14 yıl aradan sonra, İngiltere ve Suriye, diplomatik ilişkilerini yeniden tesis etme kararı aldı. Bu gelişme, uluslararası ilişkiler açısından önemli bir adım olarak değerlendiriliyor. 2009 yılında ilişkilerin kesilmesinin ardından iki ülke, sürekli bir gerginlik içerisinde kalmış ve çeşitli krizlerle yüzleşmek durumunda kalmıştı. Ancak, her iki ülkenin de son yıllarda değişen politikaları ve uluslararası dengelerdeki kaymalar, bu noktada bir uzlaşmayı mümkün kıldı.
İngiltere ve Suriye'nin diplomatik ilişkileri, tarihsel olarak derin köklere dayanıyor. 20. yüzyılın başlarında, Suriye'nin Fransız mandası altında olduğu dönemlerde dahi, İngilizler bölgedeki etkilerini sürdürmeye çalışmışlardı. Ancak, 2000'li yılların başından itibaren, Suriye'nin iç politikası ve bölgesel meseleler İngiltere ile ilişkilerini olumsuz etkiledi. Özellikle, Beşar Esad rejiminin insan hakları ihlalleri ve iç savaş döneminde yaşanan olaylar, Londra'nın Şam ile olan teması azaltmasına sebep oldu.
2009 yılında, Suriye’deki olayların daha da kötüleşmesiyle beraber İngiltere, BDT’nin (Büyük Doğu Türkistan) tüm ilişkilerini askıya alma kararı aldı. O tarihten bu yana, iki ülke arasındaki diplomatik iletişim neredeyse tamamen durdu. Ancak, son dönemde Suriye’nin yeniden inşası ve terörle mücadeledeki uluslararası iş birliği ihtiyacı, bu ilişkilerin tekrar gözden geçirilmesine vesile oldu.
İngiltere Dışişleri Bakanı, Suriye ile diplomatik ilişkilerin yeniden kurulmasının önemine değinerek, bu adımın yüz yüze görüşme ve müzakerelere kapı aralayacağını belirtti. İki ülkenin arasında yapılacak olan görüşmeler, yalnızca siyasi diyalogla sınırlı kalmayacak. Ekonomik iş birliği, insani yardım ve kültürel değişim projeleri gibi birçok alanda iş birliği yapılması planlanıyor. Bu açıdan, Suriye'de barışın sağlanması ve kalkınmanın desteklenmesi, her iki ülkenin de öncelikleri arasında yer alıyor.
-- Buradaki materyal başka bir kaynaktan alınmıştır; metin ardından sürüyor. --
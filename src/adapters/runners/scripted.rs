//! Scripted trial runner for testing.

use anyhow::{bail, Result};
use async_trait::async_trait;

use crate::domain::models::{ChoicePrompt, ChoiceResponse};
use crate::domain::ports::TrialRunner;

const DEFAULT_RESPONSE_TIME_MS: u64 = 750;

/// Answers prompts with a fixed list of labels, in order
///
/// Every prompt and message it receives is kept so tests can inspect exactly
/// what the subject would have seen.
#[derive(Debug, Clone, Default)]
pub struct ScriptedTrialRunner {
    labels: Vec<String>,
    cursor: usize,
    cycle: bool,
    response_time_ms: u64,
    prompts: Vec<ChoicePrompt>,
    messages: Vec<String>,
}

impl ScriptedTrialRunner {
    /// Play `labels` once; presenting past the end is an error
    pub fn new<S: AsRef<str>>(labels: &[S]) -> Self {
        Self {
            labels: labels.iter().map(|l| l.as_ref().to_string()).collect(),
            cursor: 0,
            cycle: false,
            response_time_ms: DEFAULT_RESPONSE_TIME_MS,
            prompts: Vec::new(),
            messages: Vec::new(),
        }
    }

    /// Play `labels` round-robin, forever
    pub fn cycling<S: AsRef<str>>(labels: &[S]) -> Self {
        Self {
            cycle: true,
            ..Self::new(labels)
        }
    }

    #[must_use]
    pub fn with_response_time(mut self, response_time_ms: u64) -> Self {
        self.response_time_ms = response_time_ms;
        self
    }

    /// Prompts presented so far
    pub fn prompts(&self) -> &[ChoicePrompt] {
        &self.prompts
    }

    /// Messages shown so far
    pub fn messages(&self) -> &[String] {
        &self.messages
    }
}

#[async_trait]
impl TrialRunner for ScriptedTrialRunner {
    async fn present_choice(&mut self, prompt: &ChoicePrompt) -> Result<ChoiceResponse> {
        if self.labels.is_empty() || (!self.cycle && self.cursor >= self.labels.len()) {
            bail!(
                "Scripted runner exhausted after {} responses",
                self.prompts.len()
            );
        }

        let label = self.labels[self.cursor % self.labels.len()].clone();
        self.cursor += 1;
        self.prompts.push(prompt.clone());

        Ok(ChoiceResponse::new(label, self.response_time_ms))
    }

    async fn show_message(&mut self, text: &str) -> Result<()> {
        self.messages.push(text.to_string());
        Ok(())
    }
}

#[cfg(test)]
mod tests {
    use super::*;
    use crate::domain::models::TrialKind;

    #[tokio::test]
    async fn test_plays_labels_in_order_then_fails() {
        let mut runner = ScriptedTrialRunner::new(&["A", "B"]);
        let prompt = ChoicePrompt::new(TrialKind::Titration, "text");

        assert_eq!(runner.present_choice(&prompt).await.unwrap().chosen_label, "A");
        assert_eq!(runner.present_choice(&prompt).await.unwrap().chosen_label, "B");
        assert!(runner.present_choice(&prompt).await.is_err());
        assert_eq!(runner.prompts().len(), 2);
    }

    #[tokio::test]
    async fn test_cycling_wraps_around() {
        let mut runner = ScriptedTrialRunner::cycling(&["B"]).with_response_time(10);
        let prompt = ChoicePrompt::new(TrialKind::Filler, "text");

        for _ in 0..5 {
            let response = runner.present_choice(&prompt).await.unwrap();
            assert_eq!(response, ChoiceResponse::new("B", 10));
        }
    }

    #[tokio::test]
    async fn test_empty_script_fails() {
        let mut runner = ScriptedTrialRunner::cycling::<&str>(&[]);
        let prompt = ChoicePrompt::new(TrialKind::Titration, "text");
        assert!(runner.present_choice(&prompt).await.is_err());
    }

    #[tokio::test]
    async fn test_messages_are_kept() {
        let mut runner = ScriptedTrialRunner::new(&["A"]);
        runner.show_message("hello").await.unwrap();
        assert_eq!(runner.messages(), ["hello".to_string()]);
    }
}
Aynı zamanda, Suriye'de hâlâ devam eden güvenlik sorunları ve insan hakları ihlalleri, İngiltere'nin bu ilişkide dikkat etmesi gereken hassas konular olarak öne çıkıyor. İngiltere, Suriye ile olan ilişkilerini geliştirirken, bu meseleleri de gündeme taşıyacağını duyurdu. Ayrıca, uluslararası kamuoyunun ve insan hakları örgütlerinin de takip edeceği üzere, sürecin şeffaf bir şekilde ilerlemesi hedefleniyor.
İngiltere’nin bu yeni stratejisi, bölgede başka ülkelerin de diplomatik yaklaşımlarını etkilemiş durumda. Birtakım komşu ülkeler, bu ilişkilerin yeniden başlamasını olumlu karşılayarak, kendi diplomatik yaklaşımlarını gözden geçireceklerini açıkladı. Bu durum, Orta Doğu'daki karmaşık ilişki ağı içerisinde yeni bir denge arayışını beraberinde getirebilir.
Sonuç olarak, 14 yıl aradan sonra İngiltere ve Suriye'nin diplomatik ilişkilerini yeniden tesis etmesi, uluslararası ilişkilerde önemli bir gelişme olarak kaydedilecektir. İki ülke için de zorlu bir süreç olacağı kesin, ancak sonuçların hem bölge hem de dünya genelinde belirsizlikleri azaltıcı etkisi olabileceği düşünülüyor.